==== Material to process ====

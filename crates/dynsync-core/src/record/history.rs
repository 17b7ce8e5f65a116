//! Per-record IP change history
//!
//! Append-only, adjacent-deduplicated log of the addresses a provider has
//! confirmed as live. Created empty when a record is registered and kept for
//! the life of the record; only a successful update attempt touches it.

use chrono::{DateTime, Utc};
use std::net::IpAddr;

/// History of resolved addresses for one record
#[derive(Debug, Clone, Default)]
pub struct History {
    /// The last address the provider confirmed as live
    current_ip: Option<IpAddr>,

    /// Prior addresses, oldest first, no two adjacent entries equal
    previous_ips: Vec<IpAddr>,

    /// Last transition into Success or UpToDate
    last_success: Option<DateTime<Utc>>,
}

impl History {
    /// Create an empty history
    pub fn new() -> Self {
        Self::default()
    }

    /// The last confirmed address, if any
    pub fn current_ip(&self) -> Option<IpAddr> {
        self.current_ip
    }

    /// Prior addresses, oldest first
    pub fn previous_ips(&self) -> &[IpAddr] {
        &self.previous_ips
    }

    /// Timestamp of the last successful attempt
    pub fn last_success(&self) -> Option<DateTime<Utc>> {
        self.last_success
    }

    /// Record a successful update attempt.
    ///
    /// Always stamps the success time. The address log only moves when the
    /// confirmed address actually changed: the outgoing `current_ip` is
    /// appended to `previous_ips` unless it already equals the last entry,
    /// so a revert-then-revert never produces consecutive duplicates.
    pub fn record(&mut self, new_ip: IpAddr, now: DateTime<Utc>) {
        self.last_success = Some(now);

        if self.current_ip == Some(new_ip) {
            return;
        }

        if let Some(previous) = self.current_ip
            && self.previous_ips.last() != Some(&previous)
        {
            self.previous_ips.push(previous);
        }
        self.current_ip = Some(new_ip);
    }

    /// Coarse human duration since the last success, or "never"
    pub fn duration_since_success(&self, now: DateTime<Utc>) -> String {
        match self.last_success {
            None => "never".to_string(),
            Some(at) => format_duration(now.signed_duration_since(at).num_seconds()),
        }
    }
}

/// Format a duration in whole seconds as a coarse human string
pub(crate) fn format_duration(secs: i64) -> String {
    let secs = secs.max(0);
    if secs < 60 {
        format!("{}s", secs)
    } else if secs < 3600 {
        format!("{}m", secs / 60)
    } else if secs < 86_400 {
        format!("{}h", secs / 3600)
    } else {
        format!("{}d", secs / 86_400)
    }
}

#[cfg(test)]
mod tests {
    use super::*;

    fn ip(s: &str) -> IpAddr {
        s.parse().unwrap()
    }

    #[test]
    fn starts_empty() {
        let history = History::new();
        assert_eq!(history.current_ip(), None);
        assert!(history.previous_ips().is_empty());
        assert_eq!(history.duration_since_success(Utc::now()), "never");
    }

    #[test]
    fn unchanged_ip_is_a_noop_for_the_log() {
        let mut history = History::new();
        let now = Utc::now();

        history.record(ip("1.2.3.4"), now);
        history.record(ip("1.2.3.4"), now);

        assert_eq!(history.current_ip(), Some(ip("1.2.3.4")));
        assert!(history.previous_ips().is_empty());
    }

    #[test]
    fn adjacent_duplicates_collapse() {
        // 1.1.1.1 -> 1.1.1.1 -> 2.2.2.2 -> 2.2.2.2 -> 1.1.1.1
        let mut history = History::new();
        let now = Utc::now();

        for addr in ["1.1.1.1", "1.1.1.1", "2.2.2.2", "2.2.2.2", "1.1.1.1"] {
            history.record(ip(addr), now);
        }

        assert_eq!(history.current_ip(), Some(ip("1.1.1.1")));
        assert_eq!(history.previous_ips(), &[ip("1.1.1.1"), ip("2.2.2.2")]);
    }

    #[test]
    fn no_two_consecutive_equal_entries_for_any_sequence() {
        let inputs = ["1.1.1.1", "2.2.2.2", "2.2.2.2", "1.1.1.1", "1.1.1.1", "3.3.3.3", "1.1.1.1"];
        let mut history = History::new();
        let now = Utc::now();

        for addr in inputs {
            history.record(ip(addr), now);
        }

        let previous = history.previous_ips();
        for pair in previous.windows(2) {
            assert_ne!(pair[0], pair[1], "adjacent duplicate in {:?}", previous);
        }
    }

    #[test]
    fn success_time_advances_even_without_change() {
        let mut history = History::new();
        let first = Utc::now();
        history.record(ip("1.2.3.4"), first);

        let later = first + chrono::Duration::seconds(90);
        history.record(ip("1.2.3.4"), later);

        assert_eq!(history.last_success(), Some(later));
    }

    #[test]
    fn duration_formatting() {
        assert_eq!(format_duration(0), "0s");
        assert_eq!(format_duration(42), "42s");
        assert_eq!(format_duration(60), "1m");
        assert_eq!(format_duration(3 * 3600 + 100), "3h");
        assert_eq!(format_duration(2 * 86_400), "2d");
        assert_eq!(format_duration(-5), "0s");
    }
}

====

__Exercise description__
The listing above is to be written out again word for word.

__Result of the task__
filename crates/dynsync-core/src/record/history.rs
repository 17b7ce8e5f65a116
//! Per-record IP change history
//!
//! Append-only, adjacent-deduplicated log of the addresses a provider has
//! confirmed as live. Created empty when a record is registered and kept for
//! the life of the record; only a successful update attempt touches it.

use chrono::{DateTime, Utc};
use std::net::IpAddr;

/// History of resolved addresses for one record
#[derive(Debug, Clone, Default)]
pub struct History {
    /// The last address the provider confirmed as live
    current_ip: Option<IpAddr>,

    /// Prior addresses, oldest first, no two adjacent entries equal
    previous_ips: Vec<IpAddr>,

    /// Last transition into Success or UpToDate
    last_success: Option<DateTime<Utc>>,
}

impl History {
    /// Create an empty history
    pub fn new() -> Self {
        Self::default()
    }

    /// The last confirmed address, if any
    pub fn current_ip(&self) -> Option<IpAddr> {
        self.current_ip
    }

    /// Prior addresses, oldest first
    pub fn previous_ips(&self) -> &[IpAddr] {
        &self.previous_ips
    }

    /// Timestamp of the last successful attempt
    pub fn last_success(&self) -> Option<DateTime<Utc>> {
        self.last_success
    }

    /// Record a successful update attempt.
    ///
    /// Always stamps the success time. The address log only moves when the
    /// confirmed address actually changed: the outgoing `current_ip` is
    /// appended to `previous_ips` unless it already equals the last entry,
    /// so a revert-then-revert never produces consecutive duplicates.
    pub fn record(&mut self, new_ip: IpAddr, now: DateTime<Utc>) {
        self.last_success = Some(now);

        if self.current_ip == Some(new_ip) {
            return;
        }

        if let Some(previous) = self.current_ip
            && self.previous_ips.last() != Some(&previous)
        {
            self.previous_ips.push(previous);
        }
        self.current_ip = Some(new_ip);
    }

    /// Coarse human duration since the last success, or "never"
    pub fn duration_since_success(&self, now: DateTime<Utc>) -> String {
        match self.last_success {
            None => "never".to_string(),
            Some(at) => format_duration(now.signed_duration_since(at).num_seconds()),
        }
    }
}

/// Format a duration in whole seconds as a coarse human string
pub(crate) fn format_duration(secs: i64) -> String {
    let secs = secs.max(0);
    if secs < 60 {
        format!("{}s", secs)
    } else if secs < 3600 {
        format!("{}m", secs / 60)
    } else if secs < 86_400 {
        format!("{}h", secs / 3600)
    } else {
        format!("{}d", secs / 86_400)
    }
}

#[cfg(test)]
mod tests {
    use super::*;

    fn ip(s: &str) -> IpAddr {
        s.parse().unwrap()
    }

    #[test]
    fn starts_empty() {
        let history = History::new();
        assert_eq!(history.current_ip(), None);
        assert!(history.previous_ips().is_empty());
        assert_eq!(history.duration_since_success(Utc::now()), "never");
    }

    #[test]
    fn unchanged_ip_is_a_noop_for_the_log() {
        let mut history = History::new();
        let now = Utc::now();

        history.record(ip("1.2.3.4"), now);
        history.record(ip("1.2.3.4"), now);

        assert_eq!(history.current_ip(), Some(ip("1.2.3.4")));
        assert!(history.previous_ips().is_empty());
    }

    #[test]
    fn adjacent_duplicates_collapse() {
        // 1.1.1.1 -> 1.1.1.1 -> 2.2.2.2 -> 2.2.2.2 -> 1.1.1.1
        let mut history = History::new();
        let now = Utc::now();

        for addr in ["1.1.1.1", "1.1.1.1", "2.2.2.2", "2.2.2.2", "1.1.1.1"] {
            history.record(ip(addr), now);
        }

        assert_eq!(history.current_ip(), Some(ip("1.1.1.1")));
        assert_eq!(history.previous_ips(), &[ip("1.1.1.1"), ip("2.2.2.2")]);
    }

    #[test]
    fn no_two_consecutive_equal_entries_for_any_sequence() {
        let inputs = ["1.1.1.1", "2.2.2.2", "2.2.2.2", "1.1.1.1", "1.1.1.1", "3.3.3.3", "1.1.1.1"];
        let mut history = History::new();
        let now = Utc::now();

        for addr in inputs {
            history.record(ip(addr), now);
        }

        let previous = history.previous_ips();
        for pair in previous.windows(2) {
            assert_ne!(pair[0], pair[1], "adjacent duplicate in {:?}", previous);
        }
    }

    #[test]
    fn success_time_advances_even_without_change() {
        let mut history = History::new();
        let first = Utc::now();
        history.record(ip("1.2.3.4"), first);

        let later = first + chrono::Duration::seconds(90);
        history.record(ip("1.2.3.4"), later);

        assert_eq!(history.last_success(), Some(later));
    }

    #[test]
    fn duration_formatting() {
        assert_eq!(format_duration(0), "0s");
        assert_eq!(format_duration(42), "42s");
        assert_eq!(format_duration(60), "1m");
        assert_eq!(format_duration(3 * 3600 + 100), "3h");
        assert_eq!(format_duration(2 * 86_400), "2d");
        assert_eq!(format_duration(-5), "0s");
    }
}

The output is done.